Après avoir maintenu le silence sur le nombre de personnes infectées par le virus dans la capitale, les autorités chinoises ont avoué dimanche que près de 350 cas avérés de pneumopathie atypiques et 402 cas suspects avaient été recensés à Pékin. Le bilan ne faisait jusqu’alors état que de 37 personnes infectées. Le nombre de décès est en outre passé de 4 –chiffre inchangé pendant deux semaines– à 18. L’annonce de ces nouveaux chiffres, visiblement exigés au plus haut niveau de l’Etat, a été suivie par des sanctions politiques. Le ministre de la Santé ainsi que le maire de la capitale ont été immédiatement limogés de leur fonction au sein du PCC, le parti communiste chinois.
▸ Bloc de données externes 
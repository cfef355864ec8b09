use crate::ledger::InstallStatus;
use crate::CoreError;
use serde::{Deserialize, Serialize};
use std::fmt;

/// Orchestrator state for one installation request.
#[derive(Debug, Clone, Copy, PartialEq, Eq, Serialize, Deserialize)]
#[serde(rename_all = "snake_case")]
pub enum OrchestratorState {
    Planning,
    AwaitingConsent,
    Executing,
    Completed,
    RollingBack,
    Failed,
}

impl OrchestratorState {
    pub fn is_terminal(self) -> bool {
        matches!(self, OrchestratorState::Completed | OrchestratorState::Failed)
    }
}

impl fmt::Display for OrchestratorState {
    fn fmt(&self, f: &mut fmt::Formatter<'_>) -> fmt::Result {
        match self {
            OrchestratorState::Planning => write!(f, "planning"),
            OrchestratorState::AwaitingConsent => write!(f, "awaiting_consent"),
            OrchestratorState::Executing => write!(f, "executing"),
            OrchestratorState::Completed => write!(f, "completed"),
            OrchestratorState::RollingBack => write!(f, "rolling_back"),
            OrchestratorState::Failed => write!(f, "failed"),
        }
    }
}

pub fn validate_transition(from: OrchestratorState, to: OrchestratorState) -> Result<(), CoreError> {
    use OrchestratorState::{AwaitingConsent, Completed, Executing, Failed, Planning, RollingBack};
    let valid = !from.is_terminal()
        && matches!(
            (from, to),
            (Planning, AwaitingConsent)
                | (AwaitingConsent, Executing)
                | (Executing, Completed | RollingBack)
                | (RollingBack, Failed)
        );

    if valid {
        Ok(())
    } else {
        Err(CoreError::InvalidTransition {
            from: from.to_string(),
            to: to.to_string(),
        })
    }
}

/// Allowed ledger status changes for a single dependency.
///
/// `Completed -> Failed` is the rollback-failure case.
pub fn validate_status_transition(from: InstallStatus, to: InstallStatus) -> Result<(), CoreError> {
    use InstallStatus::{Completed, Failed, Pending, RolledBack, Running, Skipped};
    let valid = matches!(
        (from, to),
        (Pending, Running | Skipped)
            | (Running, Completed | Failed)
            | (Completed, RolledBack | Failed)
    );

    if valid {
        Ok(())
    } else {
        Err(CoreError::InvalidTransition {
            from: from.to_string(),
            to: to.to_string(),
        })
    }
}
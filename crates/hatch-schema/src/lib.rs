//! Dependency model, package declarations, and installation plans for Hatch.
//!
//! This crate defines the data layer: the four dependency kinds and their
//! fixed stage order (`DependencyKind`), resolved `Dependency` values,
//! `hatch_metadata.json` parsing (`PackageDeclaration`), the immutable
//! `InstallationPlan` with its fingerprint, and `ProgressEvent` values.

pub mod declaration;
pub mod dependency;
pub mod plan;
pub mod progress;
pub mod types;

pub use declaration::{
    parse_declaration_file, parse_declaration_str, DeclarationError, DeclaredDependency,
    PackageDeclaration, DECLARATION_FILE,
};
pub use dependency::{Dependency, DependencyKind};
pub use plan::{InstallationPlan, Stage};
pub use progress::{ProgressEvent, ProgressPhase};
pub use types::{DependencyKey, PlanFingerprint};

use thiserror::Error;

#[derive(Debug, Error)]
pub enum PlanError {
    #[error("unrecognized dependency kind: '{0}'")]
    UnknownKind(String),
    #[error("invalid dependency section '{section}': {reason}")]
    InvalidSection { section: String, reason: String },
    #[error("{0} dependency with empty name")]
    EmptyName(DependencyKind),
    #[error("invalid {kind} dependency name '{name}': {reason}")]
    InvalidName {
        kind: DependencyKind,
        name: String,
        reason: &'static str,
    },
    #[error("package dependency '{0}' has no resolved version")]
    MissingResolvedVersion(String),
    #[error("dependency '{0}' declared more than once")]
    Duplicate(String),
    #[error("dependency '{dependency}' must run after '{predecessor}', which is not in the same stage")]
    DanglingPredecessor {
        dependency: String,
        predecessor: String,
    },
    #[error("predecessor chain of '{0}' forms a cycle")]
    PredecessorCycle(String),
    #[error("plan serialization failed: {0}")]
    Serialization(#[from] serde_json::Error),
}
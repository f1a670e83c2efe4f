//! Error types for the pose channel.
//!
//! Every error in this crate is a startup error. Once a channel reaches the
//! publishing state, a tick cannot fail, so there is no error
//! kind for steady-state publication.
//!
//! ## Error Categories
//!
//! - **Mapping Errors**: the shared region could not be created or opened
//! - **Install Errors**: a client library could not be placed in the custom location
//! - **Config Errors**: invalid interface selection or unreadable configuration
//! - **Platform Errors**: features that only exist on one operating system
//!
//! ## Recovery
//!
//! Startup errors are never retried by the channel itself. The helpers below
//! exist so an operator-facing layer can explain what went wrong:
//!
//! ```rust
//! use posewire::ChannelError;
//!
//! let error = ChannelError::config("used_interface", "wrong interface selection '7'");
//! assert!(!error.is_retryable());
//! for suggestion in error.recovery_suggestions() {
//!     println!("  - {}", suggestion);
//! }
//! ```

use std::path::PathBuf;
use thiserror::Error;

#[cfg(windows)]
use windows_core as core;

/// Result type alias for channel operations.
pub type Result<T, E = ChannelError> = std::result::Result<T, E>;

/// Main error type for channel startup.
#[derive(Error, Debug)]
#[non_exhaustive]
pub enum ChannelError {
    #[error("Can't load shared memory mapping '{name}'")]
    Mapping {
        name: String,
        #[source]
        source: std::io::Error,
    },

    #[error("Can't copy library to selected custom location '{}'", .path.display())]
    Install {
        path: PathBuf,
        #[source]
        source: Option<std::io::Error>,
    },

    #[error("Invalid configuration value for {field}: {details}")]
    Config { field: String, details: String },

    #[error("{feature} is only available on {required_platform}")]
    UnsupportedPlatform { feature: String, required_platform: String },

    #[error("Windows API error: {operation}")]
    #[cfg(windows)]
    WindowsApi {
        operation: String,
        #[source]
        source: core::Error,
    },
}

impl ChannelError {
    /// Returns whether this error is potentially recoverable through retry.
    ///
    /// The channel starts cleanly or not at all, so nothing here is retried
    /// automatically.
    pub fn is_retryable(&self) -> bool {
        match self {
            ChannelError::Mapping { .. } => false,
            ChannelError::Install { .. } => false,
            ChannelError::Config { .. } => false,
            ChannelError::UnsupportedPlatform { .. } => false,
            #[cfg(windows)]
            ChannelError::WindowsApi { .. } => false,
        }
    }

    /// Returns suggested recovery actions for this error.
    pub fn recovery_suggestions(&self) -> Vec<&'static str> {
        match self {
            ChannelError::Mapping { .. } => vec![
                "Check permissions for creating the shared memory region",
                "Close other programs publishing head tracking data",
                "Verify the region name is not used with a different size",
            ],
            ChannelError::Install { .. } => vec![
                "Check the custom location is writable",
                "Verify the client libraries exist in the install directory",
                "Disable the custom location to use the install directory",
            ],
            ChannelError::Config { .. } => vec![
                "Select FreeTrack, NPClient or both as interface",
                "Check the configuration file syntax",
            ],
            ChannelError::UnsupportedPlatform { .. } => vec![
                "Use platform-appropriate features",
                "Use a file-backed region on this platform",
            ],
            #[cfg(windows)]
            ChannelError::WindowsApi { .. } => vec![
                "Check Windows API permissions",
                "Verify system resources availability",
            ],
        }
    }

    /// Helper constructor for mapping errors.
    pub fn mapping(name: impl Into<String>, source: std::io::Error) -> Self {
        ChannelError::Mapping { name: name.into(), source }
    }

    /// Helper constructor for install errors with the offending path.
    pub fn install(path: impl Into<PathBuf>, source: Option<std::io::Error>) -> Self {
        ChannelError::Install { path: path.into(), source }
    }

    /// Helper constructor for configuration errors.
    pub fn config(field: impl Into<String>, details: impl Into<String>) -> Self {
        ChannelError::Config { field: field.into(), details: details.into() }
    }

    /// Helper constructor for unsupported platform errors.
    pub fn unsupported_platform(
        feature: impl Into<String>,
        required_platform: impl Into<String>,
    ) -> Self {
        ChannelError::UnsupportedPlatform {
            feature: feature.into(),
            required_platform: required_platform.into(),
        }
    }

    /// Helper constructor for Windows API errors.
    #[cfg(windows)]
    pub fn windows_api_error(operation: impl Into<String>, source: core::Error) -> Self {
        ChannelError::WindowsApi { operation: operation.into(), source }
    }
}

impl From<serde_yaml_ng::Error> for ChannelError {
    fn from(err: serde_yaml_ng::Error) -> Self {
        ChannelError::Config { field: "<yaml>".to_string(), details: err.to_string() }
    }
}

#[cfg(windows)]
impl From<core::Error> for ChannelError {
    fn from(err: core::Error) -> Self {
        ChannelError::WindowsApi {
            operation: "Unknown Windows operation".to_string(),
            source: err,
        }
    }
}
La décision a été prise par le comité central du parti et devrait être suivie par la démission des deux hommes de leur poste au sein du gouvernement et à la direction de la mairie.

Les Chinois privés de «semaine en or»

Ce nouveau bilan, qui reste toutefois peu élevé à l’échelle nationale compte tenu des révélations sur la situation à Pékin, a été salué par l’Organisation mondiale de la Santé, très critique ces dernières semaines vis-à-vis des autorités chinoises accusées de minimiser l’ampleur de l’épidémie. «On nous a dit que de nouveaux chiffres seraient désormais rapportés quotidiennement», s’est notamment félicité un représentant de l’OMS. Mais si un examen de la situation des hôpitaux de la capitale a permis d’avoir une meilleure idée de la situation réelle, ce n’est pas le cas dans le reste du pays et dans certaines régions pauvres et rurales. Les chiffres des provinces chinoises n’ont en effet pas été revus à la hausse de façon significative. «Nous allons devoir attendre pour voir comment cela va se passer ailleurs», a reconnu le responsable de l’organisation internationale en soulignant qu’il était «inquiétant pour tout le monde que l’OMS n’ait pas encore visité de régions rurales».

Après avoir été minimisée, l’épidémie de pneumopathie atypique est désormais prise très au sérieux en Chine. Les autorités viennent d’annuler «la semaine en or» qui correspond aux congés annuels octroyés du 1er au 7 mai à l’occasion de la fête du travail. «Le but de cette mesure, a expliqué le vice-ministre de la Santé, est de prévenir des déplacements de population qui pourraient contribuer à la diffusion de la pneumopathie atypique». Durant cette période, des dizaines de millions de Chinois voyagent à travers le pays. Les étudiants en profitent pour retourner chez eux, les travailleurs émigrés pour revenir dans leurs villages et la nouvelle classe moyenne pour faire du tourisme. «Il ne s’agit pas d’interdire tout voyage, a précisé le vice-ministre, mais de s’opposer à tout déplacement massif de populations». Le ministère de l’Education a récemment publié un communiqué demandant aux étudiants de ne pas quitter leur campus.